You tell the guy, "un pollo, para llevar" (one chicken to go), and then
you wait and dodge the shifting smoke while he sizes you up and selects
the proper bird. The chickens are flattened out and grilled all in one
piece -- butterflied and skewered, I suppose you BBQ experts would say.
He flips them and prods judiciously. Juices drip and sizzle on the hot
coals. All this takes a few minutes, but he is an artist -- be patient
and let him work. The whole operation is positioned several feet above
the sidewalk, on a concrete landing, so the chickens are cooking at
eye level and your man looms several feet above them, appearing somewhat
godlike through the smoke.

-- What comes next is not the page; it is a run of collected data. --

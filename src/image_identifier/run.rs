use super::{core::Effect, main::ImageIdentifier};
use crate::error::IdentifyError;
use crate::image_identifier::core::{init, is_stale, transition, Msg};

impl ImageIdentifier {
    /// Processes messages until [`ImageIdentifier::shutdown`] is called.
    pub fn run(&self) -> Result<(), IdentifyError> {
        let (mut current_state, effects) = init(&self.config);
        self.store(current_state.clone());
        self.render(&current_state);
        self.execute_effects(effects);

        loop {
            let msg = self.recv()?;
            let shutdown = matches!(msg, Msg::Shutdown);

            if is_stale(&current_state, &msg) {
                let _ = self.logger.info(&format!(
                    "Discarding stale classification: {}",
                    msg.to_display_string()
                ));
            }

            let _ = self.logger.info(&format!(
                "\nold state:\n\t{:?}\n\nmsg:\n\t{}",
                current_state,
                msg.to_display_string(),
            ));

            let (new_state, effects) = transition(current_state, msg);

            let _ = self.logger.info(&format!(
                "\nnew state:\n\t{:?}\n\neffects:\n\t{:?}",
                new_state,
                effects
                    .iter()
                    .map(Effect::to_display_string)
                    .collect::<Vec<_>>()
            ));

            current_state = new_state;
            self.store(current_state.clone());
            self.render(&current_state);

            if shutdown {
                for effect in effects {
                    self.run_effect(effect);
                }
                let _ = self.logger.info("Stopped");
                return Ok(());
            }

            self.execute_effects(effects);
        }
    }

    fn execute_effects(&self, effects: Vec<Effect>) {
        for effect in effects {
            let self_clone = self.clone();
            std::thread::spawn(move || self_clone.run_effect(effect));
        }
    }
}
pub mod console_input;
pub mod impl_console;
#[cfg(test)]
pub mod impl_fake;
pub mod impl_gui;
pub mod interface;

He slaps your chicken down on a big butcher
block and chops it into pieces. He notices your mouth watering and you
say, smells good! He nods, unimpressed by this mundane observation --
of course it smells good! But the next thing you know he's shoving a
sizable prueba (sample) your way, since you do seem to appreciate
good cooking. He packs the chicken in a bag along with -- get this --
about 2 dozen tortillas, rice, tasty looking hot sauce in a plastic
bag, and a handful of limes. You pay the man: 40 pesos.
You
eat the sample on the way back to the hotel and begin to walk faster,
despite the hot sun and the hefty chicken.
Lay
the food out all nice, preferably on a balcony overlooking the beach
and facing westward so you can appreciate how gorgeous that chicken
looks bathed in the pink light of sunset. Some parts crispy from the
rigorous grilling, other pieces juicy and succulent, all of it looking
and smelling muy riquisimo (exceptionally tasty).
And
it is, oh it is. It has been basted with something subtle yet essential,
something salty and faintly spicy, something that elevates this bird
to such heavenly heights that it seems incredible it's called simply,
"grilled chicken." The rice ain't bad, and the tortillas are fine, but
it's that chicken you just can't stop eating. If you can slow down for
a second, wrap some de-boned pieces up in a tortilla with a glob of
guacamole (whipped up from the avos and the limes) and a spoonful of
that hot sauce, and savor your little piece of heaven. Total cost for
the meal, including rum drinks: $US 12.11. And if you are splitting
it at least two ways (you better, you little piglet), you're talking
about 6 bucks. I rest my case.
Prices
based on current exchange rate of 9.55 pesos per U.S. dollar.